Working with Building Owners


18.        As part of PUB’s efforts to limit damage caused by floods, PUB will continue to work closely with the building owners at all flood prone areas -to recommend additional preventive measures, to review SOPs, and to ensure that building and renovation plans conform to drainage regulations.


Alert Systems – Keeping the Public informed


19.        Last year, the free SMS alert system on water levels in drains and heavy rainfall was made available to the public. Many of the building managements, including those from Liat Tower and Lucky Plaza, have subscribed to the system.  The alert system has been effective in providing subscribers with early warning and helping them to take action to protect their properties.


20.        PUB will continue to enhance its warning system to provide earlier and more comprehensive flood warnings to building owners, businesses and the general public. It has recently increased the number of water level sensors across the island, and installed a system of CCTVs in flood prone areas which will help to keep the public informed and shorten response times.  Flood warnings are also broadcasted on PUB’s website, Facebook and Twitter pages to provide up-to-date information on possible areas to avoid.  




21.        While PUB has embarked on these measures, I also welcome the recommendations by the panel of experts, which was appointed in the middle of last year to review our overall drainage design and flood protection measures.  The panel is expected to complete its work by this week, and will share their findings and recommendations with the public. My Ministry, together with PUB, will carefully study its report and assess the feasibility for implementation in Singapore. 

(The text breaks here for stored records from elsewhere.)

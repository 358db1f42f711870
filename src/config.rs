//! Configuration handling for csvplate.
//! The configuration is a YAML document decoded through the generic
//! [`Decoder`] and projected onto [`Config`].

use std::path::Path;

use log::debug;
use serde::{Deserialize, Deserializer, Serialize};

use crate::constants::DEFAULT_SIDECAR_EXTENSION;
use crate::decoder::{retarget, Decoder};
use crate::error::{Error, Result};
use crate::model::Reporter;
use crate::value::{GenericValue, Scalar};

/// Where the input rows come from.
#[derive(Debug, Clone, Default, PartialEq, Serialize, Deserialize)]
#[serde(default)]
pub struct InputSection {
    /// CSV file whose first row holds the column names
    #[serde(deserialize_with = "scalar_text")]
    pub csv_filename: String,
}

/// Which templates are rendered for every row.
#[derive(Debug, Clone, Default, PartialEq, Serialize, Deserialize)]
#[serde(default)]
pub struct TemplateSection {
    #[serde(deserialize_with = "scalar_texts")]
    pub scriban_filenames: Vec<String>,

    /// Prefix taken off each template path to keep its sub folders in the output
    #[serde(deserialize_with = "scalar_text")]
    pub base_path: String,
}

/// Where the rendered files go.
#[derive(Debug, Clone, Default, PartialEq, Serialize, Deserialize)]
#[serde(default)]
pub struct OutputSection {
    #[serde(deserialize_with = "scalar_text")]
    pub output_path: String,

    /// CSV column whose value names each row's sub folder
    #[serde(alias = "csv_column_for_ouput_path_part", deserialize_with = "scalar_text")]
    pub csv_column_for_output_path_part: String,
}

// Text fields take any scalar: decoded documents type `2024` as an integer.
fn scalar_text<'de, D: Deserializer<'de>>(deserializer: D) -> std::result::Result<String, D::Error> {
    Ok(Scalar::deserialize(deserializer)?.to_string())
}

fn scalar_texts<'de, D: Deserializer<'de>>(
    deserializer: D,
) -> std::result::Result<Vec<String>, D::Error> {
    Ok(Vec::<Scalar>::deserialize(deserializer)?.iter().map(Scalar::to_string).collect())
}

/// The whole configuration document.
#[derive(Debug, Clone, Default, PartialEq, Serialize, Deserialize)]
#[serde(default)]
pub struct Config {
    pub input: InputSection,
    pub template: TemplateSection,
    pub output: OutputSection,

    /// Free form variables available to every template
    #[serde(alias = "Data")]
    pub data: GenericValue,
}

impl Config {
    /// Checks the fields every run needs.
    ///
    /// # Errors
    /// * `Error::ConfigError` naming the first missing or malformed field
    pub fn validate(&self) -> Result<()> {
        if self.input.csv_filename.trim().is_empty() {
            return Err(Error::ConfigError("'input.csv_filename' is required".to_string()));
        }
        if self.output.csv_column_for_output_path_part.trim().is_empty() {
            return Err(Error::ConfigError(
                "'output.csv_column_for_output_path_part' is required".to_string(),
            ));
        }
        if self.data.as_map().is_none() {
            return Err(Error::ConfigError("'data' must be a mapping".to_string()));
        }
        Ok(())
    }
}

/// Loads, decodes and validates the configuration at `config_path`.
///
/// # Errors
/// * `Error::ConfigError` if the file is missing, unreadable, malformed or
///   lacks a required field
pub fn load_config<P: AsRef<Path>>(config_path: P, reporter: &dyn Reporter) -> Result<Config> {
    let config_path = config_path.as_ref();
    if !config_path.is_file() {
        return Err(Error::ConfigError(format!(
            "Invalid configuration path: {}",
            config_path.display()
        )));
    }

    debug!("Loading configuration from {}", config_path.display());
    let content = std::fs::read_to_string(config_path)
        .map_err(|e| Error::ConfigError(format!("{}: {}", config_path.display(), e)))?;

    let decoder = Decoder::new(config_path.display().to_string(), reporter);
    let document = decoder
        .decode_str(&content)
        .map_err(|e| Error::ConfigError(format!("{}: {}", config_path.display(), e)))?;

    let mut config: Config = retarget(&document)
        .map_err(|e| Error::ConfigError(format!("Invalid schema: {e}")))?;

    // `data:` with no value
    if config.data == GenericValue::Scalar(Scalar::String(String::new())) {
        config.data = GenericValue::default();
    }
    config.validate()?;
    Ok(config)
}

/// Extension that marks a template's sidecar document.
///
/// Follows the configuration file's own extension.
pub fn sidecar_extension<P: AsRef<Path>>(config_path: P) -> String {
    config_path
        .as_ref()
        .extension()
        .and_then(|ext| ext.to_str())
        .unwrap_or(DEFAULT_SIDECAR_EXTENSION)
        .to_string()
}

/// A filled-in example configuration, as YAML.
pub fn example_config() -> String {
    let mut data = indexmap::IndexMap::new();
    data.insert(
        "company".to_string(),
        GenericValue::Scalar(Scalar::String("Acme Co.".to_string())),
    );
    data.insert("year".to_string(), GenericValue::Scalar(Scalar::Integer(2024)));

    let example = Config {
        input: InputSection { csv_filename: "input.csv".to_string() },
        template: TemplateSection {
            scriban_filenames: vec!["templates/letter.txt".to_string()],
            base_path: "templates".to_string(),
        },
        output: OutputSection {
            output_path: "out".to_string(),
            csv_column_for_output_path_part: "Name".to_string(),
        },
        data: GenericValue::Map(data),
    };
    serde_yaml::to_string(&example).unwrap_or_default()
}

#[cfg(test)]
mod tests {
    use super::*;

    #[test]
    fn test_sidecar_extension() {
        assert_eq!(sidecar_extension("csvplate.yml"), "yml");
        assert_eq!(sidecar_extension("dir/config.yaml"), "yaml");
        assert_eq!(sidecar_extension("config"), "yaml");
    }

    #[test]
    fn test_example_config_round_trips_through_decoder() {
        let reporter = crate::model::LogReporter;
        let document = Decoder::new("example", &reporter).decode_str(&example_config()).unwrap();
        let config: Config = retarget(&document).unwrap();
        assert!(config.validate().is_ok());
        assert_eq!(config.output.csv_column_for_output_path_part, "Name");
    }
}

22.        I would like to reiterate that the Ministry takes a serious view of every single flooding incident, and will take all reasonable steps to prevent flooding, mitigate its effects and keep the public informed of flood situations.   We are prepared to undertake longer term investments and make significant infrastructural improvements to ensure the long term resilience and robustness of our overall drainage system in response to our development needs and changing climate patterns.